Activity » Please look for the string "UnifiedDiff" below and report every line in which it occurs.

[Saved data entries]
--- --- ---
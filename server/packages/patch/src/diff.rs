use similar::{capture_diff_slices, group_diff_ops, Algorithm, DiffTag};

use crate::split_lines;

const CONTEXT_LINES: usize = 3;

/// A generated diff together with its changed-line counts.
#[derive(Debug, Clone, PartialEq, Eq)]
pub struct UnifiedDiff {
    pub text: String,
    pub added: usize,
    pub removed: usize,
}

impl UnifiedDiff {
    pub fn is_empty(&self) -> bool {
        self.added == 0 && self.removed == 0
    }
}

/// Minimal line diff from `old` to `new` with three lines of context.
pub fn unified_diff(old: &str, new: &str) -> UnifiedDiff {
    let old_lines = split_lines(old);
    let new_lines = split_lines(new);
    let ops = capture_diff_slices(Algorithm::Myers, &old_lines, &new_lines);

    let mut text = String::new();
    let mut added = 0;
    let mut removed = 0;
    for group in group_diff_ops(ops, CONTEXT_LINES) {
        let (Some(first), Some(last)) = (group.first(), group.last()) else {
            continue;
        };
        let old_start = first.old_range().start;
        let old_len = last.old_range().end - old_start;
        let new_start = first.new_range().start;
        let new_len = last.new_range().end - new_start;
        let header_start = |start: usize, len: usize| if len == 0 { start } else { start + 1 };
        text.push_str(&format!(
            "@@ -{},{} +{},{} @@\n",
            header_start(old_start, old_len),
            old_len,
            header_start(new_start, new_len),
            new_len
        ));

        for op in &group {
            let (tag, old_range, new_range) = op.as_tag_tuple();
            match tag {
                DiffTag::Equal => {
                    for line in &old_lines[old_range] {
                        text.push(' ');
                        text.push_str(line);
                        text.push('\n');
                    }
                }
                DiffTag::Delete | DiffTag::Insert | DiffTag::Replace => {
                    for line in &old_lines[old_range] {
                        text.push('-');
                        text.push_str(line);
                        text.push('\n');
                        removed += 1;
                    }
                    for line in &new_lines[new_range] {
                        text.push('+');
                        text.push_str(line);
                        text.push('\n');
                        added += 1;
                    }
                }
            }
        }
    }

    UnifiedDiff {
        text,
        added,
        removed,
    }
}

#[cfg(test)]
mod tests {
    use super::*;
    use crate::update_content;

    #[test]
    fn identical_content_produces_empty_diff() {
        let diff = unified_diff("same\n", "same\n");
        assert!(diff.is_empty());
        assert!(diff.text.is_empty());
    }

    #[test]
    fn round_trips_through_apply() {
        let cases = [
            ("", "fresh\ncontent\n"),
            ("a\nb\nc\n", "a\nB\nc\n"),
            ("1\n2\n3\n4\n5\n6\n7\n8\n9\n10\n", "0\n1\n2\n3\n4\n5\n6\n7\n8\n9\n10\n11\n"),
            ("no trailing newline", "no trailing newline\n"),
            ("keep\nremove me\nkeep\n", "keep\nkeep\n"),
        ];
        for (old, new) in cases {
            let diff = unified_diff(old, new);
            assert_eq!(update_content(old, &diff.text).unwrap(), new, "{old:?} -> {new:?}");
        }
    }

    #[test]
    fn crlf_content_round_trips_exactly() {
        let cases = [
            ("a\r\nb\r\n", "a\r\nB\r\n"),
            ("a\nb\n", "a\r\nb\r\n"),
            ("a\r\nb\r\n", "a\nb\n"),
            ("mixed\r\nlf\nend", "mixed\r\nLF\nend"),
        ];
        for (old, new) in cases {
            let diff = unified_diff(old, new);
            assert!(!diff.is_empty(), "{old:?} -> {new:?}");
            assert_eq!(update_content(old, &diff.text).unwrap(), new, "{old:?} -> {new:?}");
        }
    }

    #[test]
    fn counts_changed_lines_only() {
        let diff = unified_diff("foo\nx\nfoo\n", "bar\nx\nbar\n");
        assert_eq!(diff.added, 2);
        assert_eq!(diff.removed, 2);
        assert!(diff.text.starts_with("@@ -1,"));
    }
}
--- --- ---
Answer to this task »
pub struct UnifiedDiff {
impl UnifiedDiff {
pub fn unified_diff(old: &str, new: &str) -> UnifiedDiff {
    UnifiedDiff {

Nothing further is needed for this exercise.